-- Exercise objective --
For each line below that includes the word "missing", make a copy.

-- Saved entries --
#[cfg(test)]
mod tests {
    use super::*;
    use std::collections::HashMap;
    use std::sync::atomic::{AtomicUsize, Ordering};
    use std::time::Duration;

    use axum::extract::{Form, Path as AxumPath, Query};
    use axum::http::{HeaderMap, StatusCode};
    use axum::routing::{get, post};
    use axum::{Json, Router};
    use jsonwebtoken::{decode, DecodingKey, Validation};
    use tmart_storage::{BackoffPolicy, HttpClientConfig};

    use crate::test_support::{fixture, spawn_server};
    use crate::FailureKind;

    const QUERY_PATH: &str = "/bigquery/v2/projects/test-project/queries";

    fn fetcher() -> Arc<HttpFetcher> {
        Arc::new(
            HttpFetcher::new(HttpClientConfig {
                timeout: Duration::from_secs(5),
                backoff: BackoffPolicy {
                    max_retries: 1,
                    base_delay: Duration::from_millis(5),
                    max_delay: Duration::from_millis(10),
                },
                ..HttpClientConfig::default()
            })
            .unwrap(),
        )
    }

    fn static_token() -> Arc<dyn AccessTokenProvider> {
        Arc::new(StaticAccessToken("bq-token".to_string()))
    }

    async fn query_server(hits: Arc<AtomicUsize>) -> String {
        let router = Router::new().route(
            QUERY_PATH,
            post(move |headers: HeaderMap, Json(body): Json<JsonValue>| {
                let hits = hits.clone();
                async move {
                    hits.fetch_add(1, Ordering::SeqCst);
                    let auth = headers.get("authorization").and_then(|v| v.to_str().ok());
                    if auth != Some("Bearer bq-token") {
                        return (StatusCode::UNAUTHORIZED, Vec::new());
                    }
                    assert_eq!(body["useLegacySql"], json!(false));
                    assert_eq!(body["queryParameters"][0]["name"], json!("packages"));
                    (StatusCode::OK, fixture("pypi/downloads_query_response.json"))
                }
            }),
        );
        spawn_server(router).await
    }

    #[test]
    fn package_names_normalize_like_the_index() {
        assert_eq!(normalize_package_name("Great_Expectations"), "great-expectations");
        assert_eq!(normalize_package_name(" zope.interface "), "zope-interface");
        assert_eq!(normalize_package_name("apache-airflow"), "apache-airflow");
        assert_eq!(normalize_package_name("a__-.b"), "a-b");
    }

    #[test]
    fn query_body_binds_packages_as_array_parameter() {
        let body = downloads_query_body(&["duckdb".to_string(), "polars".to_string()]);
        assert!(body["query"].as_str().unwrap().contains("IN UNNEST(@packages)"));
        assert_eq!(
            body["queryParameters"][0]["parameterValue"]["arrayValues"],
            json!([{ "value": "duckdb" }, { "value": "polars" }])
        );
    }

    fn complete(body: &[u8]) -> BTreeMap<String, DownloadCounts> {
        match parse_query_response(body).unwrap() {
            QueryState::Complete(counts) => counts,
            QueryState::Running(job) => panic!("job {} still running", job.job_id),
        }
    }

    #[test]
    fn parses_fixture_rows() {
        let counts = complete(&fixture("pypi/downloads_query_response.json"));
        assert_eq!(counts.len(), 2);
        assert_eq!(
            counts["duckdb"],
            DownloadCounts {
                total_downloads_alltime: 183_204_117,
                downloads_last_month: 9_632_077,
                downloads_last_year: 92_440_310,
            }
        );
    }

    #[test]
    fn running_jobs_name_the_job_to_poll() {
        let running = parse_query_response(
            br#"{"jobComplete": false, "jobReference": {"projectId": "p", "jobId": "job_42", "location": "US"}}"#,
        )
        .unwrap();
        assert_eq!(
            running,
            QueryState::Running(JobReference {
                job_id: "job_42".to_string(),
                location: Some("US".to_string()),
            })
        );

        let orphaned = parse_query_response(br#"{"jobComplete": false}"#).unwrap_err();
        assert_eq!(orphaned.kind(), FailureKind::Transient);
    }

    #[test]
    fn malformed_responses_are_transient() {
        let bad = br#"{"jobComplete": true, "schema": {"fields": [{"name": "pypi_name"}]}, "rows": []}"#;
        assert_eq!(parse_query_response(bad).unwrap_err().kind(), FailureKind::Transient);

        assert!(complete(br#"{"jobComplete": true}"#).is_empty());
    }

    /// Answers the query with a running job and reports it finished after
    /// `pending_polls` polls.
    async fn slow_query_server(
        pending_polls: usize,
        queries: Arc<AtomicUsize>,
        polls: Arc<AtomicUsize>,
    ) -> String {
        let running = json!({
            "jobComplete": false,
            "jobReference": { "projectId": "test-project", "jobId": "job_slow", "location": "US" }
        });
        let submitted = running.clone();
        let router = Router::new()
            .route(
                QUERY_PATH,
                post(move || {
                    let queries = queries.clone();
                    let submitted = submitted.clone();
                    async move {
                        queries.fetch_add(1, Ordering::SeqCst);
                        Json(submitted)
                    }
                }),
            )
            .route(
                &format!("{QUERY_PATH}/{{job_id}}"),
                get(
                    move |AxumPath(job_id): AxumPath<String>,
                          Query(params): Query<HashMap<String, String>>| {
                        let polls = polls.clone();
                        let running = running.clone();
                        async move {
                            assert_eq!(job_id, "job_slow");
                            assert_eq!(params.get("location").map(String::as_str), Some("US"));
                            let seen = polls.fetch_add(1, Ordering::SeqCst) + 1;
                            if seen > pending_polls {
                                (StatusCode::OK, fixture("pypi/downloads_query_response.json"))
                            } else {
                                (StatusCode::OK, serde_json::to_vec(&running).unwrap())
                            }
                        }
                    },
                ),
            );
        spawn_server(router).await
    }

    #[tokio::test]
    async fn running_batch_is_polled_not_resubmitted() {
        let queries = Arc::new(AtomicUsize::new(0));
        let polls = Arc::new(AtomicUsize::new(0));
        let base = slow_query_server(2, queries.clone(), polls.clone()).await;
        let connector = PypiConnector::new(fetcher(), "test-project", static_token())
            .with_api_base(base)
            .with_poll_interval(Duration::from_millis(5));
        let ctx = FetchContext::new(Uuid::new_v4());
        let duckdb = Technology::new("DuckDB").with_pypi("duckdb");
        let polars = Technology::new("Polars").with_pypi("polars");

        connector
            .prepare(&ctx, &[duckdb.clone(), polars.clone()])
            .await
            .unwrap();
        assert_eq!(polls.load(Ordering::SeqCst), 3);

        assert_eq!(connector.fetch(&ctx, &duckdb).await.unwrap().len(), 4);
        assert_eq!(connector.fetch(&ctx, &polars).await.unwrap().len(), 4);
        assert_eq!(queries.load(Ordering::SeqCst), 1);
    }

    #[tokio::test]
    async fn a_job_that_never_finishes_keeps_polling_without_new_queries() {
        let queries = Arc::new(AtomicUsize::new(0));
        let polls = Arc::new(AtomicUsize::new(0));
        let base = slow_query_server(usize::MAX, queries.clone(), polls.clone()).await;
        let connector = PypiConnector::new(fetcher(), "test-project", static_token())
            .with_api_base(base)
            .with_poll_interval(Duration::from_millis(5));
        let technologies: Vec<Technology> = ["duckdb", "polars", "dagster"]
            .iter()
            .map(|p| Technology::new(*p).with_pypi(*p))
            .collect();

        let outcome = tokio::time::timeout(
            Duration::from_millis(300),
            connector.prepare(&FetchContext::new(Uuid::new_v4()), &technologies),
        )
        .await;
        assert!(outcome.is_err());
        assert_eq!(queries.load(Ordering::SeqCst), 1);
        assert!(polls.load(Ordering::SeqCst) >= 2);
    }

    #[tokio::test]
    async fn prepare_batches_the_run_and_fetch_reuses_it() {
        let hits = Arc::new(AtomicUsize::new(0));
        let base = query_server(hits.clone()).await;
        let connector = PypiConnector::new(fetcher(), "test-project", static_token()).with_api_base(base);
        let ctx = FetchContext::new(Uuid::new_v4());

        let duckdb = Technology::new("DuckDB").with_pypi("DuckDB");
        let polars = Technology::new("Polars").with_pypi("polars");
        let missing = Technology::new("Left Pad").with_pypi("left_pad");
        connector
            .prepare(&ctx, &[duckdb.clone(), polars.clone(), missing.clone()])
            .await
            .unwrap();

        let records = connector.fetch(&ctx, &duckdb).await.unwrap();
        assert_eq!(records.len(), 4);
        assert!(records.iter().all(|r| r.technology == "duckdb" && r.source == SourceTag::Pypi));
        let last_month = records.iter().find(|r| r.metric == "downloads_last_month").unwrap();
        assert_eq!(last_month.value, MetricValue::Integer(9_632_077));

        connector.fetch(&ctx, &polars).await.unwrap();
        let err = connector.fetch(&ctx, &missing).await.unwrap_err();
        assert_eq!(err, SourceFailure::not_found("left_pad"));
        assert_eq!(hits.load(Ordering::SeqCst), 1);
    }

    #[tokio::test]
    async fn fetch_without_batch_queries_one_package() {
        let hits = Arc::new(AtomicUsize::new(0));
        let base = query_server(hits.clone()).await;
        let connector = PypiConnector::new(fetcher(), "test-project", static_token()).with_api_base(base);

        let polars = Technology::new("Polars").with_pypi("polars");
        let records = connector
            .fetch(&FetchContext::new(Uuid::new_v4()), &polars)
            .await
            .unwrap();
        assert_eq!(records.len(), 4);
        assert_eq!(hits.load(Ordering::SeqCst), 1);

        let github_only = Technology::new("Kafka").with_github("apache/kafka");
        let records = connector
            .fetch(&FetchContext::new(Uuid::new_v4()), &github_only)
            .await
            .unwrap();
        assert!(records.is_empty());
        assert_eq!(hits.load(Ordering::SeqCst), 1);
    }

    #[tokio::test]
    async fn rejected_credentials_are_fatal() {
        let base = query_server(Arc::new(AtomicUsize::new(0))).await;
        let connector = PypiConnector::new(
            fetcher(),
            "test-project",
            Arc::new(StaticAccessToken("wrong".to_string())),
        )
        .with_api_base(base);

        let err = connector
            .prepare(
                &FetchContext::new(Uuid::new_v4()),
                &[Technology::new("DuckDB").with_pypi("duckdb")],
            )
            .await
            .unwrap_err();
        assert!(err.is_fatal());
    }

    #[derive(Debug, Deserialize)]
    struct TokenForm {
        grant_type: String,
        assertion: String,
    }

    #[derive(Debug, Deserialize)]
    struct DecodedClaims {
        iss: String,
        scope: String,
        aud: String,
    }

    #[tokio::test]
    async fn service_account_assertion_is_signed_and_token_cached() {
        let hits = Arc::new(AtomicUsize::new(0));
        let counter = hits.clone();
        let router = Router::new().route(
            "/token",
            post(move |Form(form): Form<TokenForm>| {
                let counter = counter.clone();
                async move {
                    counter.fetch_add(1, Ordering::SeqCst);
                    assert_eq!(form.grant_type, JWT_BEARER_GRANT);
                    Json(json!({
                        "access_token": format!("ya29.{}", form.assertion.len()),
                        "expires_in": 3599,
                        "token_type": "Bearer"
                    }))
                }
            }),
        );
        let base = spawn_server(router).await;
        let token_uri = format!("{base}/token");

        let key_json = String::from_utf8(fixture("pypi/test_service_account.json")).unwrap();
        let provider = ServiceAccountTokenProvider::from_json(fetcher(), &key_json)
            .unwrap()
            .with_token_uri(token_uri.clone());
        let ctx = FetchContext::new(Uuid::new_v4());

        let first = provider.access_token(&ctx).await.unwrap();
        let second = provider.access_token(&ctx).await.unwrap();
        assert!(first.starts_with("ya29."));
        assert_eq!(first, second);
        assert_eq!(hits.load(Ordering::SeqCst), 1);

        let assertion = provider.signed_assertion(Utc::now()).unwrap();
        let public_key = fixture("pypi/test_service_account.pub.pem");
        let mut validation = Validation::new(Algorithm::RS256);
        validation.set_audience(&[token_uri.as_str()]);
        let decoded = decode::<DecodedClaims>(
            &assertion,
            &DecodingKey::from_rsa_pem(&public_key).unwrap(),
            &validation,
        )
        .unwrap();
        assert_eq!(decoded.claims.iss, provider.client_email());
        assert_eq!(decoded.claims.scope, BIGQUERY_SCOPE);
        assert_eq!(decoded.claims.aud, token_uri);
        assert_eq!(decoded.header.kid.as_deref(), Some("0123456789abcdef"));
    }

    #[tokio::test]
    async fn garbage_key_material_is_fatal() {
        let json = r#"{"client_email":"x@y","private_key":"not a pem","token_uri":"http://127.0.0.1:9/token"}"#;
        let provider = ServiceAccountTokenProvider::from_json(fetcher(), json).unwrap();
        assert!(provider.signed_assertion(Utc::now()).unwrap_err().is_fatal());
    }
}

-- Answer to this exercise --
        let missing = Technology::new("Left Pad").with_pypi("left_pad");
            .prepare(&ctx, &[duckdb.clone(), polars.clone(), missing.clone()])
        let err = connector.fetch(&ctx, &missing).await.unwrap_err();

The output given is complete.